━━━━━ Supplied records ━━━━━

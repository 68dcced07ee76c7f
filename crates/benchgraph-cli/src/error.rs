// Dweve benchgraph - Benchmark result charting
//
// Copyright (c) 2025 Dweve IP B.V. and individual contributors.
//
// SPDX-License-Identifier: Apache-2.0
//
// Licensed under the Apache License, Version 2.0 (the "License");
// you may not use this file except in compliance with the License.
// You may obtain a copy of the License in the LICENSE file at the
// root of this repository or at: http://www.apache.org/licenses/LICENSE-2.0
//
// Unless required by applicable law or agreed to in writing, software
// distributed under the License is distributed on an "AS IS" BASIS,
// WITHOUT WARRANTIES OR CONDITIONS OF ANY KIND, either express or implied.
// See the License for the specific language governing permissions and
// limitations under the License.

//! Structured error types for the benchgraph CLI.
//!
//! Every variant is fatal. Lines that fail to parse are not errors; they
//! show up in the transcript with their status glyph.

use benchgraph_chart::ChartError;
use benchgraph_core::CoreError;
use std::io;
use std::path::PathBuf;
use thiserror::Error;

/// The main error type for benchgraph CLI operations.
#[derive(Error, Debug, Clone)]
pub enum CliError {
    /// Reading standard input failed.
    #[error("reading standard input: {message}")]
    ReadInput {
        /// The error message
        message: String,
    },

    /// An input line exceeds the configured maximum length.
    ///
    /// Raised as a read failure; ingestion stops at that line.
    #[error("reading standard input: line {line} is too long. Maximum allowed: {max} bytes")]
    LineTooLong {
        /// 1-based line number
        line: usize,
        /// The configured maximum
        max: usize,
    },

    /// Writing the transcript to standard output failed.
    #[error("writing transcript: {message}")]
    Transcript {
        /// The error message
        message: String,
    },

    /// No benchmark record was found in the input.
    #[error("no data to show")]
    NoData,

    /// The chart document could not be written.
    #[error("I/O error for '{path}': {message}")]
    Output {
        /// Output path, `-` for standard output
        path: PathBuf,
        /// The error message
        message: String,
    },
}

impl CliError {
    /// Create a read error from an I/O error on standard input.
    pub fn read_input(source: io::Error) -> Self {
        Self::ReadInput {
            message: source.to_string(),
        }
    }

    /// Create a transcript error from an I/O error on standard output.
    pub fn transcript(source: io::Error) -> Self {
        Self::Transcript {
            message: source.to_string(),
        }
    }

    /// Create an output error with path context.
    pub fn output(path: impl Into<PathBuf>, message: impl ToString) -> Self {
        Self::Output {
            path: path.into(),
            message: message.to_string(),
        }
    }

    /// Create an output error from a chart document error.
    pub fn document(path: impl Into<PathBuf>, source: ChartError) -> Self {
        Self::output(path, source)
    }

    /// Process exit code for this error.
    pub fn exit_code(&self) -> u8 {
        1
    }
}

impl From<CoreError> for CliError {
    fn from(err: CoreError) -> Self {
        match err {
            CoreError::NoData => Self::NoData,
        }
    }
}
// Dweve benchgraph - Benchmark result charting
//
// Copyright (c) 2025 Dweve IP B.V. and individual contributors.
//
// SPDX-License-Identifier: Apache-2.0
//
// Licensed under the Apache License, Version 2.0 (the "License");
// you may not use this file except in compliance with the License.
// You may obtain a copy of the License in the LICENSE file at the
// root of this repository or at: http://www.apache.org/licenses/LICENSE-2.0
//
// Unless required by applicable law or agreed to in writing, software
// distributed under the License is distributed on an "AS IS" BASIS,
// WITHOUT WARRANTIES OR CONDITIONS OF ANY KIND, either express or implied.
// See the License for the specific language governing permissions and
// limitations under the License.

//! benchgraph Command Line Interface

use benchgraph_cli::cli::Args;
use benchgraph_cli::config::Config;
use clap::Parser;
use std::io;
use std::process::ExitCode;
use tracing_subscriber::EnvFilter;

fn main() -> ExitCode {
    // Logs go to stderr; stdout carries the transcript
    tracing_subscriber::fmt()
        .with_env_filter(
            EnvFilter::try_from_default_env().unwrap_or_else(|_| EnvFilter::new("warn")),
        )
        .with_writer(io::stderr)
        .init();

    let args = Args::parse();
    let config = Config::from_args(&args);

    let stdin = io::stdin();
    let stdout = io::stdout();
    match benchgraph_cli::run(&config, stdin.lock(), &mut stdout.lock()) {
        Ok(_) => ExitCode::SUCCESS,
        Err(e) => {
            eprintln!("Error: {}", e);
            ExitCode::from(e.exit_code())
        }
    }
}
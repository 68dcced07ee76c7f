// Dweve benchgraph - Benchmark result charting
//
// Copyright (c) 2025 Dweve IP B.V. and individual contributors.
//
// SPDX-License-Identifier: Apache-2.0
//
// Licensed under the Apache License, Version 2.0 (the "License");
// you may not use this file except in compliance with the License.
// You may obtain a copy of the License in the LICENSE file at the
// root of this repository or at: http://www.apache.org/licenses/LICENSE-2.0
//
// Unless required by applicable law or agreed to in writing, software
// distributed under the License is distributed on an "AS IS" BASIS,
// WITHOUT WARRANTIES OR CONDITIONS OF ANY KIND, either express or implied.
// See the License for the specific language governing permissions and
// limitations under the License.

//! The three-level result table: metric → benchmark name → argument → value.

use std::collections::HashMap;

/// Values of one benchmark name, keyed by argument label.
pub type ArgValues = HashMap<String, f64>;

/// Values of one metric, keyed by benchmark name.
pub type NameValues = HashMap<String, ArgValues>;

/// Aggregated benchmark values.
///
/// Standard and extra metrics share the same shape. The table carries no
/// ordering; axis order lives in the [`KeyOrder`](crate::KeyOrder)
/// sequences of an [`Aggregation`](crate::Aggregation).
#[derive(Debug, Clone, Default, PartialEq)]
pub struct ResultTable {
    metrics: HashMap<String, NameValues>,
}

impl ResultTable {
    /// Creates an empty table.
    pub fn new() -> Self {
        Self::default()
    }

    /// Stores `value` under (`metric`, `name`, `arg`).
    ///
    /// Returns the value it replaced, if any. The last write wins.
    pub fn insert(&mut self, metric: &str, name: &str, arg: &str, value: f64) -> Option<f64> {
        self.metrics
            .entry(metric.to_string())
            .or_default()
            .entry(name.to_string())
            .or_default()
            .insert(arg.to_string(), value)
    }

    /// Looks up the value for (`metric`, `name`, `arg`).
    pub fn get(&self, metric: &str, name: &str, arg: &str) -> Option<f64> {
        self.metrics.get(metric)?.get(name)?.get(arg).copied()
    }

    /// Total number of stored values.
    pub fn len(&self) -> usize {
        self.metrics
            .values()
            .flat_map(HashMap::values)
            .map(HashMap::len)
            .sum()
    }

    /// Returns `true` if nothing has been stored.
    pub fn is_empty(&self) -> bool {
        self.metrics.is_empty()
    }
}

━━━━━

Aim of the task: Output the material above, all of it, exactly.

Answer to this task:
repository 68dcced07ee76c7f
filename crates/benchgraph-cli/src/error.rs
// Dweve benchgraph - Benchmark result charting
//
// Copyright (c) 2025 Dweve IP B.V. and individual contributors.
//
// SPDX-License-Identifier: Apache-2.0
//
// Licensed under the Apache License, Version 2.0 (the "License");
// you may not use this file except in compliance with the License.
// You may obtain a copy of the License in the LICENSE file at the
// root of this repository or at: http://www.apache.org/licenses/LICENSE-2.0
//
// Unless required by applicable law or agreed to in writing, software
// distributed under the License is distributed on an "AS IS" BASIS,
// WITHOUT WARRANTIES OR CONDITIONS OF ANY KIND, either express or implied.
// See the License for the specific language governing permissions and
// limitations under the License.

//! Structured error types for the benchgraph CLI.
//!
//! Every variant is fatal. Lines that fail to parse are not errors; they
//! show up in the transcript with their status glyph.

use benchgraph_chart::ChartError;
use benchgraph_core::CoreError;
use std::io;
use std::path::PathBuf;
use thiserror::Error;

/// The main error type for benchgraph CLI operations.
#[derive(Error, Debug, Clone)]
pub enum CliError {
    /// Reading standard input failed.
    #[error("reading standard input: {message}")]
    ReadInput {
        /// The error message
        message: String,
    },

    /// An input line exceeds the configured maximum length.
    ///
    /// Raised as a read failure; ingestion stops at that line.
    #[error("reading standard input: line {line} is too long. Maximum allowed: {max} bytes")]
    LineTooLong {
        /// 1-based line number
        line: usize,
        /// The configured maximum
        max: usize,
    },

    /// Writing the transcript to standard output failed.
    #[error("writing transcript: {message}")]
    Transcript {
        /// The error message
        message: String,
    },

    /// No benchmark record was found in the input.
    #[error("no data to show")]
    NoData,

    /// The chart document could not be written.
    #[error("I/O error for '{path}': {message}")]
    Output {
        /// Output path, `-` for standard output
        path: PathBuf,
        /// The error message
        message: String,
    },
}

impl CliError {
    /// Create a read error from an I/O error on standard input.
    pub fn read_input(source: io::Error) -> Self {
        Self::ReadInput {
            message: source.to_string(),
        }
    }

    /// Create a transcript error from an I/O error on standard output.
    pub fn transcript(source: io::Error) -> Self {
        Self::Transcript {
            message: source.to_string(),
        }
    }

    /// Create an output error with path context.
    pub fn output(path: impl Into<PathBuf>, message: impl ToString) -> Self {
        Self::Output {
            path: path.into(),
            message: message.to_string(),
        }
    }

    /// Create an output error from a chart document error.
    pub fn document(path: impl Into<PathBuf>, source: ChartError) -> Self {
        Self::output(path, source)
    }

    /// Process exit code for this error.
    pub fn exit_code(&self) -> u8 {
        1
    }
}

impl From<CoreError> for CliError {
    fn from(err: CoreError) -> Self {
        match err {
            CoreError::NoData => Self::NoData,
        }
    }
}
// Dweve benchgraph - Benchmark result charting
//
// Copyright (c) 2025 Dweve IP B.V. and individual contributors.
//
// SPDX-License-Identifier: Apache-2.0
//
// Licensed under the Apache License, Version 2.0 (the "License");
// you may not use this file except in compliance with the License.
// You may obtain a copy of the License in the LICENSE file at the
// root of this repository or at: http://www.apache.org/licenses/LICENSE-2.0
//
// Unless required by applicable law or agreed to in writing, software
// distributed under the License is distributed on an "AS IS" BASIS,
// WITHOUT WARRANTIES OR CONDITIONS OF ANY KIND, either express or implied.
// See the License for the specific language governing permissions and
// limitations under the License.

//! benchgraph Command Line Interface

use benchgraph_cli::cli::Args;
use benchgraph_cli::config::Config;
use clap::Parser;
use std::io;
use std::process::ExitCode;
use tracing_subscriber::EnvFilter;

fn main() -> ExitCode {
    // Logs go to stderr; stdout carries the transcript
    tracing_subscriber::fmt()
        .with_env_filter(
            EnvFilter::try_from_default_env().unwrap_or_else(|_| EnvFilter::new("warn")),
        )
        .with_writer(io::stderr)
        .init();

    let args = Args::parse();
    let config = Config::from_args(&args);

    let stdin = io::stdin();
    let stdout = io::stdout();
    match benchgraph_cli::run(&config, stdin.lock(), &mut stdout.lock()) {
        Ok(_) => ExitCode::SUCCESS,
        Err(e) => {
            eprintln!("Error: {}", e);
            ExitCode::from(e.exit_code())
        }
    }
}
repository 68dcced07ee76c7f
// Dweve benchgraph - Benchmark result charting
//
// Copyright (c) 2025 Dweve IP B.V. and individual contributors.
//
// SPDX-License-Identifier: Apache-2.0
//
// Licensed under the Apache License, Version 2.0 (the "License");
// you may not use this file except in compliance with the License.
// You may obtain a copy of the License in the LICENSE file at the
// root of this repository or at: http://www.apache.org/licenses/LICENSE-2.0
//
// Unless required by applicable law or agreed to in writing, software
// distributed under the License is distributed on an "AS IS" BASIS,
// WITHOUT WARRANTIES OR CONDITIONS OF ANY KIND, either express or implied.
// See the License for the specific language governing permissions and
// limitations under the License.

//! The three-level result table: metric → benchmark name → argument → value.

use std::collections::HashMap;

/// Values of one benchmark name, keyed by argument label.
pub type ArgValues = HashMap<String, f64>;

/// Values of one metric, keyed by benchmark name.
pub type NameValues = HashMap<String, ArgValues>;

/// Aggregated benchmark values.
///
/// Standard and extra metrics share the same shape. The table carries no
/// ordering; axis order lives in the [`KeyOrder`](crate::KeyOrder)
/// sequences of an [`Aggregation`](crate::Aggregation).
#[derive(Debug, Clone, Default, PartialEq)]
pub struct ResultTable {
    metrics: HashMap<String, NameValues>,
}

impl ResultTable {
    /// Creates an empty table.
    pub fn new() -> Self {
        Self::default()
    }

    /// Stores `value` under (`metric`, `name`, `arg`).
    ///
    /// Returns the value it replaced, if any. The last write wins.
    pub fn insert(&mut self, metric: &str, name: &str, arg: &str, value: f64) -> Option<f64> {
        self.metrics
            .entry(metric.to_string())
            .or_default()
            .entry(name.to_string())
            .or_default()
            .insert(arg.to_string(), value)
    }

    /// Looks up the value for (`metric`, `name`, `arg`).
    pub fn get(&self, metric: &str, name: &str, arg: &str) -> Option<f64> {
        self.metrics.get(metric)?.get(name)?.get(arg).copied()
    }

    /// Total number of stored values.
    pub fn len(&self) -> usize {
        self.metrics
            .values()
            .flat_map(HashMap::values)
            .map(HashMap::len)
            .sum()
    }

    /// Returns `true` if nothing has been stored.
    pub fn is_empty(&self) -> bool {
        self.metrics.is_empty()
    }
}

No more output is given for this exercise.